Varanasi Subramanyam

= Varanasi Subramanyam =

Maoist politician

Varanasi Subramanyam commonly known by his nom de guerre Sukanth alias Vimal is an Indian Maoist and Central Committee member of Communist Party of India (Maoist)

==Career==
Subramanyam hails from Prakasam district of Andhra Pradesh. He is the son of an eminent lawyer. He studied M.Com. and Master of Law from Andhra University. Andhra Pradesh government had announced a cash reward of Rupees 12 lakh for Subramanyam's capture. He joined in the Central Committee in 2001 and helmed the outfit of International cell of the party after the arrest of Kobad Ghandy. Subramayam was entrusted with the responsibility of guiding the Delhi State Committee of CPI (Maoist). On 29 April 2011 Bihar Police and Special Task Force arrested seven people in Barsoi area of Katihar district along with Varanasi Subramanyam and other two Central Committee Member Jhantu Mukherjee and Vijay Kumar Arya.
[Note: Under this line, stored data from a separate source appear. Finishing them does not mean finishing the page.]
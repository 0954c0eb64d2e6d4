//! Value representations on both sides of the conversion.
//!
//! `ValueShape` classifies a raw Zoho JSON value into the closed set of shapes
//! the converter knows how to handle. `FieldValue` and `ConvertedRecord` hold
//! the Airtable-shaped output: strings and numbers only.

use indexmap::IndexMap;
use serde::Serialize;
use serde_json::{Map, Number, Value};

/// A destination-shaped scalar.
#[derive(Debug, Clone, PartialEq, Serialize)]
#[serde(untagged)]
pub enum FieldValue {
    /// Text value
    Text(String),

    /// Integral number
    Integer(i64),

    /// Floating point number
    Float(f64),
}

impl FieldValue {
    pub fn text(s: impl Into<String>) -> Self {
        Self::Text(s.into())
    }

    /// Convert a JSON number, keeping integers integral.
    pub fn from_number(n: &Number) -> Self {
        match n.as_i64() {
            Some(i) => Self::Integer(i),
            None => Self::Float(n.as_f64().unwrap_or(f64::NAN)),
        }
    }

    pub fn as_str(&self) -> Option<&str> {
        match self {
            Self::Text(s) => Some(s),
            _ => None,
        }
    }

    pub fn is_numeric(&self) -> bool {
        matches!(self, Self::Integer(_) | Self::Float(_))
    }
}

/// One record ready to be written to Airtable.
///
/// Keys are cleaned field names (no `$` prefix). A missing key means
/// "leave this field alone", never "clear it".
#[derive(Debug, Clone, Default, PartialEq, Serialize)]
#[serde(transparent)]
pub struct ConvertedRecord {
    fields: IndexMap<String, FieldValue>,
}

impl ConvertedRecord {
    pub fn new() -> Self {
        Self::default()
    }

    /// Insert a value. An existing key keeps its position but takes the new value.
    pub fn insert(&mut self, key: impl Into<String>, value: FieldValue) {
        self.fields.insert(key.into(), value);
    }

    pub fn get(&self, key: &str) -> Option<&FieldValue> {
        self.fields.get(key)
    }

    pub fn contains_key(&self, key: &str) -> bool {
        self.fields.contains_key(key)
    }

    pub fn len(&self) -> usize {
        self.fields.len()
    }

    pub fn is_empty(&self) -> bool {
        self.fields.is_empty()
    }

    pub fn iter(&self) -> impl Iterator<Item = (&String, &FieldValue)> {
        self.fields.iter()
    }

    pub fn keys(&self) -> impl Iterator<Item = &String> {
        self.fields.keys()
    }
}

impl FromIterator<(String, FieldValue)> for ConvertedRecord {
    fn from_iter<T: IntoIterator<Item = (String, FieldValue)>>(iter: T) -> Self {
        Self {
            fields: iter.into_iter().collect(),
        }
    }
}

impl IntoIterator for ConvertedRecord {
    type Item = (String, FieldValue);
    type IntoIter = indexmap::map::IntoIter<String, FieldValue>;

    fn into_iter(self) -> Self::IntoIter {
        self.fields.into_iter()
    }
}

/// Runtime shape of a raw Zoho value.
///
/// Conversion dispatches on this shape rather than on the declared schema
/// type, since Zoho freely returns objects for lookups, lists for
/// multi-selects and strings for numbers.
#[derive(Debug, Clone, Copy, PartialEq)]
pub enum ValueShape<'a> {
    /// `null`
    Missing,
    Bool(bool),
    Number(&'a Number),
    Text(&'a str),
    /// A nested relationship object (lookup, owner, ...)
    Reference(&'a Map<String, Value>),
    /// A non-empty list whose first item is an object
    ReferenceList(&'a [Value]),
    /// A non-empty list of scalars
    ScalarList(&'a [Value]),
    EmptyList,
}

impl<'a> ValueShape<'a> {
    pub fn classify(value: &'a Value) -> Self {
        match value {
            Value::Null => Self::Missing,
            Value::Bool(b) => Self::Bool(*b),
            Value::Number(n) => Self::Number(n),
            Value::String(s) => Self::Text(s),
            Value::Object(obj) => Self::Reference(obj),
            Value::Array(items) => match items.first() {
                None => Self::EmptyList,
                Some(Value::Object(_)) => Self::ReferenceList(items),
                Some(_) => Self::ScalarList(items),
            },
        }
    }
}

#[cfg(test)]
mod tests {
    use super::*;
    use pretty_assertions::assert_eq;
    use serde_json::json;

    #[test]
    fn test_classify_shapes() {
        assert_eq!(ValueShape::classify(&json!(null)), ValueShape::Missing);
        assert_eq!(ValueShape::classify(&json!(true)), ValueShape::Bool(true));
        assert_eq!(ValueShape::classify(&json!("x")), ValueShape::Text("x"));
        assert_eq!(ValueShape::classify(&json!([])), ValueShape::EmptyList);
        assert!(matches!(
            ValueShape::classify(&json!(12)),
            ValueShape::Number(_)
        ));
        assert!(matches!(
            ValueShape::classify(&json!({"id": "1"})),
            ValueShape::Reference(_)
        ));
        assert!(matches!(
            ValueShape::classify(&json!([{"name": "A"}, "b"])),
            ValueShape::ReferenceList(_)
        ));
        assert!(matches!(
            ValueShape::classify(&json!(["a", {"name": "B"}])),
            ValueShape::ScalarList(_)
        ));
    }

    #[test]
    fn test_field_value_from_number() {
        let n: Number = serde_json::from_str("42").unwrap();
        assert_eq!(FieldValue::from_number(&n), FieldValue::Integer(42));
        let n: Number = serde_json::from_str("42.5").unwrap();
        assert_eq!(FieldValue::from_number(&n), FieldValue::Float(42.5));
    }

    #[test]
    fn test_converted_record_serializes_flat() {
        let mut record = ConvertedRecord::new();
        record.insert("Name", FieldValue::text("Acme"));
        record.insert("Revenue", FieldValue::Integer(10));
        record.insert("Rate", FieldValue::Float(0.5));
        assert_eq!(
            serde_json::to_string(&record).unwrap(),
            r#"{"Name":"Acme","Revenue":10,"Rate":0.5}"#
        );
    }

    #[test]
    fn test_converted_record_overwrite_keeps_position() {
        let mut record = ConvertedRecord::new();
        record.insert("a", FieldValue::text("1"));
        record.insert("b", FieldValue::text("2"));
        record.insert("a", FieldValue::text("3"));
        let keys: Vec<_> = record.keys().cloned().collect();
        assert_eq!(keys, vec!["a", "b"]);
        assert_eq!(record.get("a"), Some(&FieldValue::text("3")));
    }
}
According to the police, Subramanyam and two others are wanted in 17 cases of murder and criminal conspiracy in Andhra Pradesh, Chhattisgarh, Orissa and Bihar. He is in special central jail in Bhagalpur district. In September 2011 Subramanyam in a letter to the Government official offered to donate his body for medical research institute only in West Bengal.